> _Action item_:
Please retype, unchanged, each line from the top of the material below through the line where "use crate::error::ApiError;" appears.

> _Listed entries_:
• • •

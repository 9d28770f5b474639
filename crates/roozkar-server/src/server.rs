//! `ApiServer` — Axum HTTP server and router.

use std::sync::Arc;

use axum::Router;
use axum::routing::{delete, get, post, put};
use tokio::task::JoinHandle;
use tower_http::cors::{Any, CorsLayer};
use tower_http::trace::TraceLayer;
use tracing::info;

use roozkar_store::{ConnectionPool, PooledConnection, StoreError};

use crate::config::ServerConfig;
use crate::error::ApiError;
use crate::handlers;
use crate::shutdown::ShutdownCoordinator;

/// Shared state accessible from Axum handlers: the storage handle,
/// passed explicitly rather than living in a process-wide singleton.
#[derive(Clone)]
pub struct AppState {
    /// SQLite connection pool.
    pub pool: ConnectionPool,
}

impl AppState {
    /// Check out a pooled connection.
    pub fn conn(&self) -> Result<PooledConnection, ApiError> {
        self.pool
            .get()
            .map_err(StoreError::from)
            .map_err(ApiError::from)
    }
}

/// The API server.
pub struct ApiServer {
    config: ServerConfig,
    pool: ConnectionPool,
    shutdown: Arc<ShutdownCoordinator>,
}

impl ApiServer {
    /// Create a new server over an already-migrated pool.
    pub fn new(config: ServerConfig, pool: ConnectionPool) -> Self {
        Self {
            config,
            pool,
            shutdown: Arc::new(ShutdownCoordinator::new()),
        }
    }

    /// Build the Axum router with all routes.
    pub fn router(&self) -> Router {
        build_router(AppState {
            pool: self.pool.clone(),
        })
    }

    /// Bind and start serving. Returns the bound address and the serve
    /// task handle; the task exits when [`ShutdownCoordinator::shutdown`]
    /// fires.
    pub async fn listen(&self) -> std::io::Result<(std::net::SocketAddr, JoinHandle<()>)> {
        let listener =
            tokio::net::TcpListener::bind((self.config.host.as_str(), self.config.port)).await?;
        let addr = listener.local_addr()?;
        let app = self.router();
        let token = self.shutdown.token();

        let handle = tokio::spawn(async move {
            let result = axum::serve(listener, app)
                .with_graceful_shutdown(async move { token.cancelled().await })
                .await;
            if let Err(e) = result {
                tracing::error!(error = %e, "serve loop exited with error");
            }
        });

        info!(%addr, "listening");
        Ok((addr, handle))
    }

    /// Get the shutdown coordinator.
    pub fn shutdown(&self) -> &Arc<ShutdownCoordinator> {
        &self.shutdown
    }

    /// Get the server configuration.
    pub fn config(&self) -> &ServerConfig {
        &self.config
    }
}

/// Assemble routes, CORS, and tracing around the given state.
pub fn build_router(state: AppState) -> Router {
    // Browser clients are served from a different origin; anything goes.
    let cors = CorsLayer::new()
        .allow_origin(Any)
        .allow_methods(Any)
        .allow_headers(Any);

    Router::new()
        .route("/api/", get(handlers::meta::root))
        .route("/api/persian-date", get(handlers::meta::persian_date))
        .route(
            "/api/tasks",
            get(handlers::tasks::list_tasks).post(handlers::tasks::create_task),
        )
        .route(
            "/api/tasks/{id}",
            get(handlers::tasks::get_task)
                .put(handlers::tasks::update_task)
                .delete(handlers::tasks::delete_task),
        )
        .route(
            "/api/tasks/{id}/subtasks",
            post(handlers::subtasks::add_subtask),
        )
        .route(
            "/api/tasks/{id}/subtasks/{subtask_id}",
            put(handlers::subtasks::update_subtask).delete(handlers::subtasks::delete_subtask),
        )
        .route(
            "/api/lists",
            get(handlers::lists::list_lists).post(handlers::lists::create_list),
        )
        .route(
            "/api/lists/{id}",
            put(handlers::lists::update_list).delete(handlers::lists::delete_list),
        )
        .route(
            "/api/tags",
            get(handlers::tags::list_tags).post(handlers::tags::create_tag),
        )
        .route("/api/tags/{id}", delete(handlers::tags::delete_tag))
        .route("/api/stats", get(handlers::stats::dashboard_stats))
        .layer(TraceLayer::new_for_http())
        .layer(cors)
        .with_state(state)
}

// ─────────────────────────────────────────────────────────────────────────────
// Tests
// ─────────────────────────────────────────────────────────────────────────────

#[cfg(test)]
mod tests {
    use super::*;
    use axum::body::Body;
    use axum::http::{Request, StatusCode};
    use tower::ServiceExt;

    fn make_state() -> AppState {
        let pool =
            roozkar_store::new_in_memory(&roozkar_store::ConnectionConfig::default()).unwrap();
        {
            let conn = pool.get().unwrap();
            let _ = roozkar_store::migrations::run_migrations(&conn).unwrap();
        }
        AppState { pool }
    }

    fn make_server() -> ApiServer {
        let state = make_state();
        ApiServer::new(ServerConfig::default(), state.pool)
    }

    #[tokio::test]
    async fn root_returns_running_message() {
        let app = make_server().router();
        let req = Request::builder().uri("/api/").body(Body::empty()).unwrap();
        let resp = app.oneshot(req).await.unwrap();
        assert_eq!(resp.status(), StatusCode::OK);

        let body = axum::body::to_bytes(resp.into_body(), 10_000).await.unwrap();
        let parsed: serde_json::Value = serde_json::from_slice(&body).unwrap();
        assert!(parsed["message"].as_str().unwrap().contains("running"));
        assert!(parsed["version"].is_string());
    }

    #[tokio::test]
    async fn unknown_route_returns_404() {
        let app = make_server().router();
        let req = Request::builder()
            .uri("/api/nonexistent")
            .body(Body::empty())
            .unwrap();
        let resp = app.oneshot(req).await.unwrap();
        assert_eq!(resp.status(), StatusCode::NOT_FOUND);
    }

    #[tokio::test]
    async fn persian_date_has_expected_fields() {
        let app = make_server().router();
        let req = Request::builder()
            .uri("/api/persian-date")
            .body(Body::empty())
            .unwrap();
        let resp = app.oneshot(req).await.unwrap();
        assert_eq!(resp.status(), StatusCode::OK);

        let body = axum::body::to_bytes(resp.into_body(), 10_000).await.unwrap();
        let parsed: serde_json::Value = serde_json::from_slice(&body).unwrap();
        for field in [
            "persian_date",
            "persian_date_long",
            "persian_time",
            "gregorian_date",
            "day_name",
            "month_name",
        ] {
            assert!(parsed.get(field).is_some(), "missing field {field}");
        }
        assert!(parsed["year"].is_number());
    }

    #[tokio::test]
    async fn cors_preflight_allows_any_origin() {
        let app = make_server().router();
        let req = Request::builder()
            .method("OPTIONS")
            .uri("/api/tasks")
            .header("origin", "http://example.com")
            .header("access-control-request-method", "POST")
            .body(Body::empty())
            .unwrap();
        let resp = app.oneshot(req).await.unwrap();
        assert_eq!(resp.status(), StatusCode::OK);
        assert_eq!(
            resp.headers()
                .get("access-control-allow-origin")
                .and_then(|v| v.to_str().ok()),
            Some("*")
        );
    }

    #[tokio::test]
    async fn server_with_custom_config() {
        let state = make_state();
        let config = ServerConfig {
            host: "0.0.0.0".into(),
            port: 8001,
        };
        let server = ApiServer::new(config, state.pool);
        assert_eq!(server.config().host, "0.0.0.0");
        assert_eq!(server.config().port, 8001);
    }

    #[tokio::test]
    async fn listen_and_graceful_shutdown() {
        let server = make_server();
        let (addr, handle) = server.listen().await.unwrap();
        assert_ne!(addr.port(), 0);

        server.shutdown().shutdown();
        tokio::time::timeout(std::time::Duration::from_secs(5), handle)
            .await
            .expect("shutdown timed out")
            .expect("join error");
    }
}
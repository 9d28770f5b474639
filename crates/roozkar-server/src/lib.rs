//! # roozkar-server
//!
//! Axum HTTP server exposing the task-management REST API under `/api`.

#![deny(unsafe_code)]

pub mod config;
pub mod error;
pub mod handlers;
pub mod server;
pub mod shutdown;

pub use config::ServerConfig;
pub use server::{ApiServer, AppState};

• • •

> _Solution to this task_:
repository 9d28770f5b474639
filename crates/roozkar-server/src/server.rs
//! `ApiServer` — Axum HTTP server and router.

use std::sync::Arc;

use axum::Router;
use axum::routing::{delete, get, post, put};
use tokio::task::JoinHandle;
use tower_http::cors::{Any, CorsLayer};
use tower_http::trace::TraceLayer;
use tracing::info;

use roozkar_store::{ConnectionPool, PooledConnection, StoreError};

use crate::config::ServerConfig;
use crate::error::ApiError;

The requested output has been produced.